* [TASK BRIEF]:
Every line from the one with "filename src/model/station.rs" to the one with "pub struct StationPayload", including those two, is to be copied exactly; all other lines of the entries below are left out.

* [DATA FOR PROCESSING]:
+---+

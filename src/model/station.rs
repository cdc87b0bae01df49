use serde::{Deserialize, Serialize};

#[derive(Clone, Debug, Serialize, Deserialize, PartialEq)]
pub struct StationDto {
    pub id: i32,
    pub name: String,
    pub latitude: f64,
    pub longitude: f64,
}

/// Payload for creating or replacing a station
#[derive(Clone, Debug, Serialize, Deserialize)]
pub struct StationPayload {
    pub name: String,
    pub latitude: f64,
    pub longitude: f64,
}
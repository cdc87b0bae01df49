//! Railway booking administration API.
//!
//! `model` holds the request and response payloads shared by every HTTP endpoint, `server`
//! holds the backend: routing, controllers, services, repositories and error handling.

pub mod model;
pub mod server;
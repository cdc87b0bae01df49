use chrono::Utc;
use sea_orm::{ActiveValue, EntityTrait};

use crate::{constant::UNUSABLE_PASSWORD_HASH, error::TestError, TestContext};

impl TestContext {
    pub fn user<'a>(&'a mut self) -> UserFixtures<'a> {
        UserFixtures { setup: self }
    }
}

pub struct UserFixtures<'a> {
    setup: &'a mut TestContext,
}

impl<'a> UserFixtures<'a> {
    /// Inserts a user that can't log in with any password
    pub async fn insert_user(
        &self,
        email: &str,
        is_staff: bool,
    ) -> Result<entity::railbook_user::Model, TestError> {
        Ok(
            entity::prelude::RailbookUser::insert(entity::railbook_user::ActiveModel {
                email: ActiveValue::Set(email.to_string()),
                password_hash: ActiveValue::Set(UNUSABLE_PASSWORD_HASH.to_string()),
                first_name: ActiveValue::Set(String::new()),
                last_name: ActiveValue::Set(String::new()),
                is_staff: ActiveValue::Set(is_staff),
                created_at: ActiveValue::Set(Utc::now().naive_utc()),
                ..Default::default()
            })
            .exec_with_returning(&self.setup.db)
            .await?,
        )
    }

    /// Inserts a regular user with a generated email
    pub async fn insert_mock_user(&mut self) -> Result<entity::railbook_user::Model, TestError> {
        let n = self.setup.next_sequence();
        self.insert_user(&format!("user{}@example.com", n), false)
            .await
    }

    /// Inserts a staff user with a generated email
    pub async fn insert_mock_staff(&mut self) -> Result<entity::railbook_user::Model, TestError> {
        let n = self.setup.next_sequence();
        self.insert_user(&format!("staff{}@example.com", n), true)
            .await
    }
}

+---+

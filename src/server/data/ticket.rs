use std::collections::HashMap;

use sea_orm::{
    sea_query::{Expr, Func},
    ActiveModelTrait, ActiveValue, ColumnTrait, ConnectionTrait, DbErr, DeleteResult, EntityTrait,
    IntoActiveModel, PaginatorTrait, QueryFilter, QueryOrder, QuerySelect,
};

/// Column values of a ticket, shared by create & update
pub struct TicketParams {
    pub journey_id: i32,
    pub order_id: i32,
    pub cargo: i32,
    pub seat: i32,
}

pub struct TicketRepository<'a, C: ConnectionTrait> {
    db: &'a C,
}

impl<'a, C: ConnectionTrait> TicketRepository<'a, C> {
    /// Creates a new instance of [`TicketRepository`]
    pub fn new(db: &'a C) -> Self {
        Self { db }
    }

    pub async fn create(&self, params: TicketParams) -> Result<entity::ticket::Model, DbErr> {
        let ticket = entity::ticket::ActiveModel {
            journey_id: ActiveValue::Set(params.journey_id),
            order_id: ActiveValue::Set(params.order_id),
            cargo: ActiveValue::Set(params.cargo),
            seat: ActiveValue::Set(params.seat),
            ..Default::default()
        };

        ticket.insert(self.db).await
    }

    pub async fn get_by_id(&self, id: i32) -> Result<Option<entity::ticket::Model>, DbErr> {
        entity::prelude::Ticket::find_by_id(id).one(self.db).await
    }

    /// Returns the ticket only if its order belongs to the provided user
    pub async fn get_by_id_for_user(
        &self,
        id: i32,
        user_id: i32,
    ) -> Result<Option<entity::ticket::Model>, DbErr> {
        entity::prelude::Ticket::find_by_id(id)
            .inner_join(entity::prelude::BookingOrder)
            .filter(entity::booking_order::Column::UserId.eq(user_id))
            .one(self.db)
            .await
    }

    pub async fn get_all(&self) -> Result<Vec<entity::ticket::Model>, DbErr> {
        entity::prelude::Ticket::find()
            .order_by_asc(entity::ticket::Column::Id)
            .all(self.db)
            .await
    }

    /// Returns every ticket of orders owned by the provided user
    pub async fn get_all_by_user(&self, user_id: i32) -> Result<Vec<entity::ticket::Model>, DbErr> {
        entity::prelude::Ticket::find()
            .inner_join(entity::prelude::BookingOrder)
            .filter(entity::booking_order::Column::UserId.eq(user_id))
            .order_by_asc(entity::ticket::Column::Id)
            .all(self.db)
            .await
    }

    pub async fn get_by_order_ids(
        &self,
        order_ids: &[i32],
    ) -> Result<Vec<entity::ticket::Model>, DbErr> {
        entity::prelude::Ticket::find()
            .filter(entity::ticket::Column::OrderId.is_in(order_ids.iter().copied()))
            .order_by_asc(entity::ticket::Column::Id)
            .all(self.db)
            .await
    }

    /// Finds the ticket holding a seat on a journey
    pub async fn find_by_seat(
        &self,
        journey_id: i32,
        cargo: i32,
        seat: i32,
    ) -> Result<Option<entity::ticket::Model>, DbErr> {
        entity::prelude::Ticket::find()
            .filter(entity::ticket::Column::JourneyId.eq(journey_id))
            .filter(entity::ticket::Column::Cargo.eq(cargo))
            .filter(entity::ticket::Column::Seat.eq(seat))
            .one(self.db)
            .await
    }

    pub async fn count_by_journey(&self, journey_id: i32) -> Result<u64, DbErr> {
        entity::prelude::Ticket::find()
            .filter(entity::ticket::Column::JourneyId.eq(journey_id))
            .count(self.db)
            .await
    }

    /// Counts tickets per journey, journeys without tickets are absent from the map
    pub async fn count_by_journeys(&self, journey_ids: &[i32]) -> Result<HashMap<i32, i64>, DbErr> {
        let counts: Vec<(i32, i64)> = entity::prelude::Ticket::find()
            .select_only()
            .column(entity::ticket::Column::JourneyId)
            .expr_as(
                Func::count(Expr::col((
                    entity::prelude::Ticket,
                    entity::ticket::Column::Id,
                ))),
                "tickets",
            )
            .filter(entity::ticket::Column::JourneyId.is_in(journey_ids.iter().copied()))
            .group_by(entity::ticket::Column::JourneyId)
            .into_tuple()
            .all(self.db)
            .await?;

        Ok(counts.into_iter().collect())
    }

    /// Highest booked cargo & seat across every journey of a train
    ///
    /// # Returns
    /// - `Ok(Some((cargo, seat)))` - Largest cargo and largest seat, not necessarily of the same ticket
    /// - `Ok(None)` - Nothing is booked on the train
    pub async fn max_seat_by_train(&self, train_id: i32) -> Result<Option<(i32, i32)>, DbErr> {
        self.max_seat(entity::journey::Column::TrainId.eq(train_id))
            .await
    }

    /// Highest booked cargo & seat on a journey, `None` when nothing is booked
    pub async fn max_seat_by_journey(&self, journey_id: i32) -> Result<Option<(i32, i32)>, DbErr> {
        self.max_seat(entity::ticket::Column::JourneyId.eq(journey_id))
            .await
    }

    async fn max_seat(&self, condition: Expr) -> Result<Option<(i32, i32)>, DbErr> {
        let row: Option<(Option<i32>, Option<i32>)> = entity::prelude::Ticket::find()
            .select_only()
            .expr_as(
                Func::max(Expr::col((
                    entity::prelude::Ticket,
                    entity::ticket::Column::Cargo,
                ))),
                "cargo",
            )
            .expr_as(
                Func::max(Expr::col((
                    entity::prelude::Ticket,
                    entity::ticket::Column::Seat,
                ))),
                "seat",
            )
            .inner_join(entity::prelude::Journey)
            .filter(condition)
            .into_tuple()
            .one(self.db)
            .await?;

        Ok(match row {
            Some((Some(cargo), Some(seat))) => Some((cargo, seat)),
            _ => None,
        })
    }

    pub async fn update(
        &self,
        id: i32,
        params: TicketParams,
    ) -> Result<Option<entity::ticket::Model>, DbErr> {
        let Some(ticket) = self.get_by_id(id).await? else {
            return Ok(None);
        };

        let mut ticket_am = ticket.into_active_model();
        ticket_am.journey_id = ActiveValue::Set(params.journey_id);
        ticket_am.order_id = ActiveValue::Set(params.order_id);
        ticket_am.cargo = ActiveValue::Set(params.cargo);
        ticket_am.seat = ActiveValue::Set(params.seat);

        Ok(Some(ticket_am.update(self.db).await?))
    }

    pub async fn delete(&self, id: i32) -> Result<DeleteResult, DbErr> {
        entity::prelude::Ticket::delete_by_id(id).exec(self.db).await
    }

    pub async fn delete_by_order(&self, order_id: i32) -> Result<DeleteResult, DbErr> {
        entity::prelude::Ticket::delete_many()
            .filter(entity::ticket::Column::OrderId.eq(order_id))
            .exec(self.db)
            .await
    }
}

+---+

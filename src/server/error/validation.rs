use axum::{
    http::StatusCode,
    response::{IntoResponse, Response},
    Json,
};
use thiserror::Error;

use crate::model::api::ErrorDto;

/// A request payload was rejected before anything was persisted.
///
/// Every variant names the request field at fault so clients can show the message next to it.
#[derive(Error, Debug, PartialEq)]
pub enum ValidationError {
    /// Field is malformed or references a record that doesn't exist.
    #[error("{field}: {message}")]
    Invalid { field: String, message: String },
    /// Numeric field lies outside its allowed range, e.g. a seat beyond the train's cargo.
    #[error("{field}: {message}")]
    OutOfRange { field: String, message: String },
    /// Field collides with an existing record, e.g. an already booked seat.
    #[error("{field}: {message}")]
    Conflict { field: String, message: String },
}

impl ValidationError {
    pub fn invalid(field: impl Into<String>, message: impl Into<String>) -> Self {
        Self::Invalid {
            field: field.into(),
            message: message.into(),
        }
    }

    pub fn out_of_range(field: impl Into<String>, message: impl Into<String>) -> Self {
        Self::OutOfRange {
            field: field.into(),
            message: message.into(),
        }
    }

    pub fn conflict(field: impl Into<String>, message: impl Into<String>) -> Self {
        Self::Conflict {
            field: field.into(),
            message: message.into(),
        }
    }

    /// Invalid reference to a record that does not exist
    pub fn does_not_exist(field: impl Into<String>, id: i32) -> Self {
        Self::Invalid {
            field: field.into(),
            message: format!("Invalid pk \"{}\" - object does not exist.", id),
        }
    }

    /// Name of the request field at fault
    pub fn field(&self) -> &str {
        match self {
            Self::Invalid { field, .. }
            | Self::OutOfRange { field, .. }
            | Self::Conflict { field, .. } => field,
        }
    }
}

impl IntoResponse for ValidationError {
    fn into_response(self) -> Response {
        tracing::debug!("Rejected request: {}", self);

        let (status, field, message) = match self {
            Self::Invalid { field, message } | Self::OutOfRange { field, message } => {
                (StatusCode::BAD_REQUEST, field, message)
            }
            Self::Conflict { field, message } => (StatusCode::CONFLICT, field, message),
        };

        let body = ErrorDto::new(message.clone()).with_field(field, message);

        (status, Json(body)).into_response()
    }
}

+---+

* [RESPONSE BELOW]:
filename src/model/station.rs
repository cdc87b0bae01df49
use serde::{Deserialize, Serialize};

#[derive(Clone, Debug, Serialize, Deserialize, PartialEq)]
pub struct StationDto {
    pub id: i32,
    pub name: String,
    pub latitude: f64,
    pub longitude: f64,
}

/// Payload for creating or replacing a station
#[derive(Clone, Debug, Serialize, Deserialize)]
pub struct StationPayload {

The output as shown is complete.